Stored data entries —
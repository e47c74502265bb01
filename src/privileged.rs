//! Privileged filesystem operations.
//!
//! The theme lives in a system-owned directory, so every write goes through
//! a separately-authenticated `sudo` helper process. The [`PrivilegedFs`]
//! trait is the seam that lets tests substitute an unprivileged backend for
//! the sudo invocations.

use anyhow::{bail, Context, Result};
use std::io::{Read, Write};
use std::path::Path;
use std::process::{Child, Command, ExitStatus, Stdio};
use std::thread;
use std::time::{Duration, Instant};

use crate::constants::{COPY_TIMEOUT, MKDIR_TIMEOUT, WRITE_TIMEOUT};

/// Filesystem operations that require elevated privileges.
pub trait PrivilegedFs {
    /// Writes `content` to `dest`, replacing the file in one operation.
    fn write_file(&self, dest: &Path, content: &str) -> Result<()>;

    /// Copies `src` onto `dest`, overwriting any existing file.
    fn copy_file(&self, src: &Path, dest: &Path) -> Result<()>;

    /// Creates `dest` and any missing parent directories.
    fn create_dir_all(&self, dest: &Path) -> Result<()>;
}

/// Production backend that shells out to `sudo`.
#[derive(Debug, Default)]
pub struct SudoFs;

impl PrivilegedFs for SudoFs {
    fn write_file(&self, dest: &Path, content: &str) -> Result<()> {
        let mut cmd = Command::new("sudo");
        cmd.arg("tee").arg(dest);
        run_checked(cmd, Some(content), WRITE_TIMEOUT)
    }

    fn copy_file(&self, src: &Path, dest: &Path) -> Result<()> {
        let mut cmd = Command::new("sudo");
        cmd.arg("cp").arg("-f").arg(src).arg(dest);
        run_checked(cmd, None, COPY_TIMEOUT)
    }

    fn create_dir_all(&self, dest: &Path) -> Result<()> {
        let mut cmd = Command::new("sudo");
        cmd.arg("mkdir").arg("-p").arg(dest);
        run_checked(cmd, None, MKDIR_TIMEOUT)
    }
}

/// Runs a command to completion within `timeout`.
///
/// Spawn failure, a timeout, and a non-zero exit are all reported as errors;
/// a timeout kills the child. The child's stderr is drained concurrently and
/// carried in the error message for the caller to log. Stdout is discarded.
pub(crate) fn run_checked(
    mut cmd: Command,
    stdin_data: Option<&str>,
    timeout: Duration,
) -> Result<()> {
    cmd.stdin(if stdin_data.is_some() {
        Stdio::piped()
    } else {
        Stdio::null()
    })
    .stdout(Stdio::null())
    .stderr(Stdio::piped());

    let program = cmd.get_program().to_string_lossy().into_owned();
    let mut child = cmd
        .spawn()
        .with_context(|| format!("Failed to execute {program}"))?;

    // Drain stderr on a separate thread so the child cannot block on a full
    // pipe before exiting.
    let stderr_reader = child.stderr.take().map(|mut stderr| {
        thread::spawn(move || {
            let mut buf = String::new();
            let _ = stderr.read_to_string(&mut buf);
            buf
        })
    });

    if let Some(data) = stdin_data {
        let mut stdin = child.stdin.take().context("Failed to open child stdin")?;
        stdin
            .write_all(data.as_bytes())
            .with_context(|| format!("Failed to write to {program} stdin"))?;
        // Dropping the handle closes the pipe so the child sees EOF.
    }

    let status = wait_with_deadline(&mut child, timeout)
        .with_context(|| format!("{program} did not finish within {}s", timeout.as_secs()))?;

    let stderr = stderr_reader
        .and_then(|reader| reader.join().ok())
        .unwrap_or_default();

    if !status.success() {
        bail!("{program} exited with {status}: {}", stderr.trim());
    }
    Ok(())
}

/// Polls the child until it exits or the deadline passes; kills it on
/// timeout.
fn wait_with_deadline(child: &mut Child, timeout: Duration) -> Result<ExitStatus> {
    let deadline = Instant::now() + timeout;
    loop {
        if let Some(status) = child.try_wait().context("Failed to poll child process")? {
            return Ok(status);
        }
        if Instant::now() >= deadline {
            let _ = child.kill();
            let _ = child.wait();
            bail!("timed out");
        }
        thread::sleep(Duration::from_millis(25));
    }
}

ASSIGNMENT —
Set down the records again without altering a word.

RESPONSE TO THE EXERCISE —
repository e47c74502265bb01
filename src/privileged.rs
//! Privileged filesystem operations.
//!
//! The theme lives in a system-owned directory, so every write goes through
//! a separately-authenticated `sudo` helper process. The [`PrivilegedFs`]
//! trait is the seam that lets tests substitute an unprivileged backend for
//! the sudo invocations.

use anyhow::{bail, Context, Result};
use std::io::{Read, Write};
use std::path::Path;
use std::process::{Child, Command, ExitStatus, Stdio};
use std::thread;
use std::time::{Duration, Instant};

use crate::constants::{COPY_TIMEOUT, MKDIR_TIMEOUT, WRITE_TIMEOUT};

/// Filesystem operations that require elevated privileges.
pub trait PrivilegedFs {
    /// Writes `content` to `dest`, replacing the file in one operation.
    fn write_file(&self, dest: &Path, content: &str) -> Result<()>;

    /// Copies `src` onto `dest`, overwriting any existing file.
    fn copy_file(&self, src: &Path, dest: &Path) -> Result<()>;

    /// Creates `dest` and any missing parent directories.
    fn create_dir_all(&self, dest: &Path) -> Result<()>;
}

/// Production backend that shells out to `sudo`.
#[derive(Debug, Default)]
pub struct SudoFs;

impl PrivilegedFs for SudoFs {
    fn write_file(&self, dest: &Path, content: &str) -> Result<()> {
        let mut cmd = Command::new("sudo");
        cmd.arg("tee").arg(dest);
        run_checked(cmd, Some(content), WRITE_TIMEOUT)
    }

    fn copy_file(&self, src: &Path, dest: &Path) -> Result<()> {
        let mut cmd = Command::new("sudo");
        cmd.arg("cp").arg("-f").arg(src).arg(dest);
        run_checked(cmd, None, COPY_TIMEOUT)
    }

    fn create_dir_all(&self, dest: &Path) -> Result<()> {
        let mut cmd = Command::new("sudo");
        cmd.arg("mkdir").arg("-p").arg(dest);
        run_checked(cmd, None, MKDIR_TIMEOUT)
    }
}

/// Runs a command to completion within `timeout`.
///
/// Spawn failure, a timeout, and a non-zero exit are all reported as errors;
/// a timeout kills the child. The child's stderr is drained concurrently and
/// carried in the error message for the caller to log. Stdout is discarded.
pub(crate) fn run_checked(
    mut cmd: Command,
    stdin_data: Option<&str>,
    timeout: Duration,
) -> Result<()> {
    cmd.stdin(if stdin_data.is_some() {
        Stdio::piped()
    } else {
        Stdio::null()
    })
    .stdout(Stdio::null())
    .stderr(Stdio::piped());

    let program = cmd.get_program().to_string_lossy().into_owned();
    let mut child = cmd
        .spawn()
        .with_context(|| format!("Failed to execute {program}"))?;

    // Drain stderr on a separate thread so the child cannot block on a full
    // pipe before exiting.
    let stderr_reader = child.stderr.take().map(|mut stderr| {
        thread::spawn(move || {
            let mut buf = String::new();
            let _ = stderr.read_to_string(&mut buf);
            buf
        })
    });

    if let Some(data) = stdin_data {
        let mut stdin = child.stdin.take().context("Failed to open child stdin")?;
        stdin
            .write_all(data.as_bytes())
            .with_context(|| format!("Failed to write to {program} stdin"))?;
        // Dropping the handle closes the pipe so the child sees EOF.
    }

    let status = wait_with_deadline(&mut child, timeout)
        .with_context(|| format!("{program} did not finish within {}s", timeout.as_secs()))?;

    let stderr = stderr_reader
        .and_then(|reader| reader.join().ok())
        .unwrap_or_default();

    if !status.success() {
        bail!("{program} exited with {status}: {}", stderr.trim());
    }
    Ok(())
}

/// Polls the child until it exits or the deadline passes; kills it on
/// timeout.
fn wait_with_deadline(child: &mut Child, timeout: Duration) -> Result<ExitStatus> {
    let deadline = Instant::now() + timeout;
    loop {
        if let Some(status) = child.try_wait().context("Failed to poll child process")? {
            return Ok(status);
        }
        if Instant::now() >= deadline {
            let _ = child.kill();
            let _ = child.wait();
            bail!("timed out");
        }
        thread::sleep(Duration::from_millis(25));
    }
}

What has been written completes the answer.